§ Exercise aim: When a line in the records includes the string "pacing", it goes into the tally; report that tally alone.

────────

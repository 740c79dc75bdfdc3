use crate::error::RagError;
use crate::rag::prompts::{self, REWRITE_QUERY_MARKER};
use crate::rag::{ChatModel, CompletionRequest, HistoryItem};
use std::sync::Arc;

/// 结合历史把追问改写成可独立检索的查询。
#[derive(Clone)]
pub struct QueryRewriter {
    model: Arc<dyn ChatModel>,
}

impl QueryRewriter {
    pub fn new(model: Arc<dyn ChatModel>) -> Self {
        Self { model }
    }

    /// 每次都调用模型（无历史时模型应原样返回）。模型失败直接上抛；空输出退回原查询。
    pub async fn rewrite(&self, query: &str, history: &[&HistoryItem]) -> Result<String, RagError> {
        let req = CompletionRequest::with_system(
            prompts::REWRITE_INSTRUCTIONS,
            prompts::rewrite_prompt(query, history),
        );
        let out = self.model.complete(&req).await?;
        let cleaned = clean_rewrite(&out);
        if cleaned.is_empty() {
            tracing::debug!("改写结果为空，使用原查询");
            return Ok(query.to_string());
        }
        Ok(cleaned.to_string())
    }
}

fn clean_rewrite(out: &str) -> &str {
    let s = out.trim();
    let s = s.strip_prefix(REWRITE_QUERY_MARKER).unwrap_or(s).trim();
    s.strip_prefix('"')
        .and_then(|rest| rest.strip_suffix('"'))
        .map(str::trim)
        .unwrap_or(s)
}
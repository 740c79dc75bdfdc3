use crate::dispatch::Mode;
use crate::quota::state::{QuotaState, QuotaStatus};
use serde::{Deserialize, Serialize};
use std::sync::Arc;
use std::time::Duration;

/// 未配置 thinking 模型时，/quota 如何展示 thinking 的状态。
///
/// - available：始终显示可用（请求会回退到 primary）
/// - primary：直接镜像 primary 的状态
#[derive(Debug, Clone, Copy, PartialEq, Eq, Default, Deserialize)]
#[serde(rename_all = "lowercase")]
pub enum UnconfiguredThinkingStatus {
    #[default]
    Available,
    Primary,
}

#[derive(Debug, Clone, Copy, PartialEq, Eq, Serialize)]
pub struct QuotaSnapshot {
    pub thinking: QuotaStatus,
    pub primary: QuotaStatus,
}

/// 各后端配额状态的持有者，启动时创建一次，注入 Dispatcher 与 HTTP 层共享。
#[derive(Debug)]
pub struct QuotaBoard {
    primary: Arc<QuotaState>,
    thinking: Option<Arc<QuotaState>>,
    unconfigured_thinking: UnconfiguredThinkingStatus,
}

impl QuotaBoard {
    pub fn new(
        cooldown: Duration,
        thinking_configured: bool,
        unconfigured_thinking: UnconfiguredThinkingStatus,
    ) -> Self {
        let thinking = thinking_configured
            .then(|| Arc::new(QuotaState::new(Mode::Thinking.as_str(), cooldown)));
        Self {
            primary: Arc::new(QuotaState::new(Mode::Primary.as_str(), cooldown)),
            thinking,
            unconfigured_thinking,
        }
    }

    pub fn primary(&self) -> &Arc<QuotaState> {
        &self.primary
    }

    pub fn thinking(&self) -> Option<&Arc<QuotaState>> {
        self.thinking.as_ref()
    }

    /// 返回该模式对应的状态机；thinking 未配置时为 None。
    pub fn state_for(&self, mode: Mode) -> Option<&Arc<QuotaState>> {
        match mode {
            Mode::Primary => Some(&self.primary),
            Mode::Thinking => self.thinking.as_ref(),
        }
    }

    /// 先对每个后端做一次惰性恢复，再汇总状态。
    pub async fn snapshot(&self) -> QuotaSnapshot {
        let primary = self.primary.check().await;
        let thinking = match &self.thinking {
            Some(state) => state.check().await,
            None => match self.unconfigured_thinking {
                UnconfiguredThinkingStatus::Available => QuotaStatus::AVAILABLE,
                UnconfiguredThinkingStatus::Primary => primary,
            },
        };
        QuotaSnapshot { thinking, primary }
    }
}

────────

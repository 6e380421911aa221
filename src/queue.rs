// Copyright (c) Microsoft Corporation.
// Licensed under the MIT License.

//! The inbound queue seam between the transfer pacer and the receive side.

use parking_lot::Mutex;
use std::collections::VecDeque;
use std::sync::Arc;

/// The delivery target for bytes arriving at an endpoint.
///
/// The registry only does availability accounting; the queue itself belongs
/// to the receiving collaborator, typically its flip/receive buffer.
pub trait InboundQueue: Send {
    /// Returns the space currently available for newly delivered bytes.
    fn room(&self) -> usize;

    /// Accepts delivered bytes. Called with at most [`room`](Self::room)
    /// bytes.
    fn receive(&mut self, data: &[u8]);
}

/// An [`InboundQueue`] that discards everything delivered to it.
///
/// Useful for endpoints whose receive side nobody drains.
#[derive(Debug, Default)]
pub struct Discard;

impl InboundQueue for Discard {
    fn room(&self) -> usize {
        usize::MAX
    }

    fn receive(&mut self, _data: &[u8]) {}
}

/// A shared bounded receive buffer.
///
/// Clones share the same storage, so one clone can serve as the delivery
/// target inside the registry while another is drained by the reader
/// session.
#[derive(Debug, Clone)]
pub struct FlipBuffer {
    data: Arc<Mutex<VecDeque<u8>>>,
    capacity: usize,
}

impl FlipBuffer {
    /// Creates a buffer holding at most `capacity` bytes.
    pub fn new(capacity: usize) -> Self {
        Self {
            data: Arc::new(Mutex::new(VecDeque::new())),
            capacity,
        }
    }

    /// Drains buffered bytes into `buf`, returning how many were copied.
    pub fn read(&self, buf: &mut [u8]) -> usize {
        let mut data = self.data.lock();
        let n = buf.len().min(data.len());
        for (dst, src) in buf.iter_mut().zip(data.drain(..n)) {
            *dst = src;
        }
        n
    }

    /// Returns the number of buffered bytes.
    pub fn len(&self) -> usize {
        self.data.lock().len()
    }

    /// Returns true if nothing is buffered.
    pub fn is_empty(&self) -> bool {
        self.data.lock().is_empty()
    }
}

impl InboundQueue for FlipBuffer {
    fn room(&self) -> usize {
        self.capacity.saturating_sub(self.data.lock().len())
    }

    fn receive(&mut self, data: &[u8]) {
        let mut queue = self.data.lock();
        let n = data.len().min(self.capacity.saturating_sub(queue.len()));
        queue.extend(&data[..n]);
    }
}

────────

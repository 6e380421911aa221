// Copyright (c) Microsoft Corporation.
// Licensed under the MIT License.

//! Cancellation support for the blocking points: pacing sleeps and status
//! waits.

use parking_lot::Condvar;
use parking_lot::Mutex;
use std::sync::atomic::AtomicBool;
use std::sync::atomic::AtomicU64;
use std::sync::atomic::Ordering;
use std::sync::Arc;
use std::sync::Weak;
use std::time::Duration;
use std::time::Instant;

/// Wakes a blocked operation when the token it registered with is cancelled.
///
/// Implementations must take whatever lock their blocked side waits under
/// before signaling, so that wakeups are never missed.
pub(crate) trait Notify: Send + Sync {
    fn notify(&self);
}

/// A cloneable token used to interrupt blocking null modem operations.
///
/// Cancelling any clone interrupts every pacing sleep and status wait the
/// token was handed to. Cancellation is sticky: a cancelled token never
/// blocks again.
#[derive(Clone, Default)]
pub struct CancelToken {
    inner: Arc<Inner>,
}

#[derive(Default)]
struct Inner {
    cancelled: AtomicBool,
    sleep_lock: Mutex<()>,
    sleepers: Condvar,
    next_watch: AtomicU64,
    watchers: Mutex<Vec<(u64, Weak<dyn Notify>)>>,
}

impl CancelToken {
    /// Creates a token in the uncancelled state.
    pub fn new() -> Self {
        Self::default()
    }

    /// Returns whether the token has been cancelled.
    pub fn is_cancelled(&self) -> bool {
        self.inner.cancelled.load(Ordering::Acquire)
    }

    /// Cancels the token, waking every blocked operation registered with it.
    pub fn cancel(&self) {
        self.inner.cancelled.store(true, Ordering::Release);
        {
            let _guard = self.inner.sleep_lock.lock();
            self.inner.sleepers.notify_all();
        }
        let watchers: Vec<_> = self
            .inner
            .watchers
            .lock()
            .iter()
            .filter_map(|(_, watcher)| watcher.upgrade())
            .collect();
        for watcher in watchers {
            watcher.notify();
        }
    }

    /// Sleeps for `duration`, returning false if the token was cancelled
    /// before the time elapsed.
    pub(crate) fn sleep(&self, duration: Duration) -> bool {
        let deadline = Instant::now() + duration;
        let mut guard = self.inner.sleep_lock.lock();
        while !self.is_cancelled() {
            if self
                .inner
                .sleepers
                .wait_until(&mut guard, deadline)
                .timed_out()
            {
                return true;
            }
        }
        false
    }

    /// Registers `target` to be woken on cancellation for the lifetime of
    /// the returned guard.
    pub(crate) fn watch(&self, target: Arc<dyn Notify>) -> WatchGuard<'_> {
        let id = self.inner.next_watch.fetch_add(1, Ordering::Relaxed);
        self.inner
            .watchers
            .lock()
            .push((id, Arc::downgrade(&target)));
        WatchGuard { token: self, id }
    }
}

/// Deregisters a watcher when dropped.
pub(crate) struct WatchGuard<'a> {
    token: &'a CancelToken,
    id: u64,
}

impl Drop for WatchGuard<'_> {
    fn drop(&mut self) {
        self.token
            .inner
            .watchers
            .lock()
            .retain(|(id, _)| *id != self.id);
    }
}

────────

§ Solution to the exercise: 2